Boarding costs $17 per night for any size of dog.
“We want to keep it reasonable,” Jessie said. “This is our community, and it’s important to us that we can keep the money local. A lot of people who bring animals to us have local businesses.”
Customers are encouraged to book a spot at the lodge as soon as they know what dates they need to use the kennel. The kennel was booked for the Fourth of July weekend by May 1. The lodge is currently taking reservations for Thanksgiving and Christmas.
“We do have to turn some people away, but we want to make sure all the animals are taken care of, so we want to keep it small,” Deb said.
Cats are also welcome at the Pet Lodge for a fee of $10 per night.
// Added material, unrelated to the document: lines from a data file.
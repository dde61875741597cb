//! Privileged task dispatcher behind the `adu-shell` binary.
//!
//! Maps an update type and action onto exactly one child process. Anything
//! outside the fixed tables is refused without launching a child.

mod common_tasks;
mod pvcontrol_tasks;

use log::{error, info};

use crate::app::cli::LaunchArguments;
use crate::domain::{EXIT_UNSUPPORTED, ShellConfig, ShellUpdateType, TaskResult};
use crate::ports::ProcessLauncher;

pub use pvcontrol_tasks::{PvControlInvocation, pvcontrol_invocation};

/// Run the task `args` describe and return its status and output.
pub fn do_work(
    args: &LaunchArguments,
    config: &ShellConfig,
    launcher: &dyn ProcessLauncher,
) -> TaskResult {
    let update_type = match args.update_type.parse::<ShellUpdateType>() {
        Ok(update_type) => update_type,
        Err(e) => {
            error!("{}", e);
            return TaskResult::from_exit_status(EXIT_UNSUPPORTED);
        }
    };

    let result = match update_type {
        ShellUpdateType::PantacorPvControl => {
            pvcontrol_tasks::do_pvcontrol_task(args, config, launcher)
        }
        ShellUpdateType::Common => common_tasks::do_common_task(args, config, launcher),
    };

    show_child_process_logs(&result.output);
    result
}

fn show_child_process_logs(output: &str) {
    if output.is_empty() {
        return;
    }

    info!("########## Begin child process logs ##########");
    for line in output.lines() {
        info!("#  {}", line);
    }
    info!("########## End child process logs ##########");
}
//! Blocking child process launcher with merged stdout/stderr capture.

use std::io::{self, PipeReader, Read};
use std::os::unix::process::ExitStatusExt;
use std::path::Path;
use std::process::{Child, Command, ExitStatus, Stdio};
use std::sync::mpsc::{self, Receiver, RecvTimeoutError};
use std::thread;
use std::time::{Duration, Instant};

use log::{debug, error, warn};

use crate::domain::{
    EXIT_EXEC_FAILED, EXIT_FAILURE, EXIT_SIGNAL_BASE, EXIT_TIMED_OUT, TaskResult,
};
use crate::ports::ProcessLauncher;

const POLL_INTERVAL: Duration = Duration::from_millis(50);

/// Launches programs with `std::process::Command`.
///
/// stdout and stderr share one pipe so the captured output keeps the order in
/// which the child wrote it. stdin is `/dev/null`.
#[derive(Debug, Clone, Default)]
pub struct ChildProcessLauncher {
    timeout: Option<Duration>,
}

impl ChildProcessLauncher {
    pub fn new() -> Self {
        Self { timeout: None }
    }

    /// A launcher that kills children still running after `timeout`.
    pub fn with_timeout(timeout: Option<Duration>) -> Self {
        Self { timeout }
    }

    fn spawn(&self, program: &Path, args: &[String]) -> io::Result<(Child, PipeReader)> {
        let (reader, writer) = io::pipe()?;
        let stderr_writer = writer.try_clone()?;

        let mut command = Command::new(program);
        command.args(args).stdin(Stdio::null()).stdout(writer).stderr(stderr_writer);
        let child = command.spawn()?;
        // The command keeps the parent's write ends alive; the reader only sees
        // EOF once they are closed.
        drop(command);

        Ok((child, reader))
    }

    fn timed_out(&self, program: &Path) -> TaskResult {
        let timeout = self.timeout.unwrap_or_default();
        warn!("'{}' timed out after {:?}", program.display(), timeout);
        TaskResult::new(
            EXIT_TIMED_OUT,
            format!("{} timed out after {:?}", program.display(), timeout),
        )
    }
}

impl ProcessLauncher for ChildProcessLauncher {
    fn launch(&self, program: &Path, args: &[String]) -> TaskResult {
        debug!("Launching: {} {}", program.display(), args.join(" "));

        let (mut child, mut reader) = match self.spawn(program, args) {
            Ok(spawned) => spawned,
            Err(e) => {
                error!("Cannot execute '{}': {}", program.display(), e);
                return TaskResult::new(
                    EXIT_EXEC_FAILED,
                    format!("cannot execute {}: {}", program.display(), e),
                );
            }
        };

        let deadline = self.timeout.map(|timeout| Instant::now() + timeout);

        let (output_tx, output_rx) = mpsc::channel();
        thread::spawn(move || {
            let mut buffer = Vec::new();
            let _ = reader.read_to_end(&mut buffer);
            let _ = output_tx.send(buffer);
        });

        let waited = match deadline {
            Some(deadline) => wait_until(&mut child, deadline),
            None => child.wait().map(Some),
        };

        match waited {
            Ok(Some(status)) => match collect_output(&output_rx, deadline) {
                Some(output) => TaskResult::new(exit_code(status), output),
                None => {
                    // The child exited but a process it left behind still
                    // holds the output pipe open.
                    warn!("'{}' left a process holding its output open", program.display());
                    self.timed_out(program)
                }
            },
            // A surviving grandchild may still hold the pipe, so the drain
            // thread is left to finish on its own.
            Ok(None) => self.timed_out(program),
            Err(e) => {
                error!("Failed waiting for '{}': {}", program.display(), e);
                TaskResult::new(EXIT_FAILURE, format!("wait failed: {}", e))
            }
        }
    }
}

/// Captured output, or `None` when `deadline` passes before the pipe closes.
fn collect_output(output_rx: &Receiver<Vec<u8>>, deadline: Option<Instant>) -> Option<String> {
    let buffer = match deadline {
        None => output_rx.recv().ok(),
        Some(deadline) => {
            match output_rx.recv_timeout(deadline.saturating_duration_since(Instant::now())) {
                Ok(buffer) => Some(buffer),
                Err(RecvTimeoutError::Timeout) => return None,
                Err(RecvTimeoutError::Disconnected) => None,
            }
        }
    };

    Some(buffer.map(|buffer| String::from_utf8_lossy(&buffer).into_owned()).unwrap_or_default())
}

/// Wait for the child, killing it once `deadline` passes. `None` means killed.
fn wait_until(child: &mut Child, deadline: Instant) -> io::Result<Option<ExitStatus>> {
    loop {
        if let Some(status) = child.try_wait()? {
            return Ok(Some(status));
        }
        if Instant::now() >= deadline {
            let _ = child.kill();
            child.wait()?;
            return Ok(None);
        }
        thread::sleep(POLL_INTERVAL);
    }
}

fn exit_code(status: ExitStatus) -> i32 {
    match (status.code(), status.signal()) {
        (Some(code), _) => code,
        (None, Some(signal)) => EXIT_SIGNAL_BASE + signal,
        (None, None) => EXIT_FAILURE,
    }
}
The Juarezes have installed Formica kennels, which Jessie said cats prefer over metal. The cats are placed in the front of the building, behind the main desk.
“Cats want to see people and light. They want to see activity,” Jessie said.
Cats also like to hide, and Deb has provided space for that as well. Each cat kennel contains a blanket and a grey plastic dishpan, which is kept separate from the burgundy litter pan so the cat has an area in which to lay and hide.
The Juarezes have hired Jenna Stulgies of Council Bluffs to groom animals. Stulgies, who studied animal grooming in Colorado, has been a welcome addition. She has groomed more than 350 animals since starting.
The grooming area is also state-of-the art, with a hydraulic grooming table that allows Stulgies to be at a comfortable level with an animal when clipping or combing. Also making grooming comfortable are two reinforced fiberglass bathtubs on raised platforms.
Grooming starts at $30, and varies depending on the size of dog, products used and amount of work needed.
If a dog just needs a bath, but a pet owner doesn’t want to pay someone to wash the dog or get pet hair in his or her own bathtub, the Pet Lodge provides an option.
“We have a do-it-yourself pet wash,” Jessie said. “That’s been popular. It gets pretty busy on weekends, especially.”
The cost to self-wash a pet is $12, which includes shampoo and use of towels.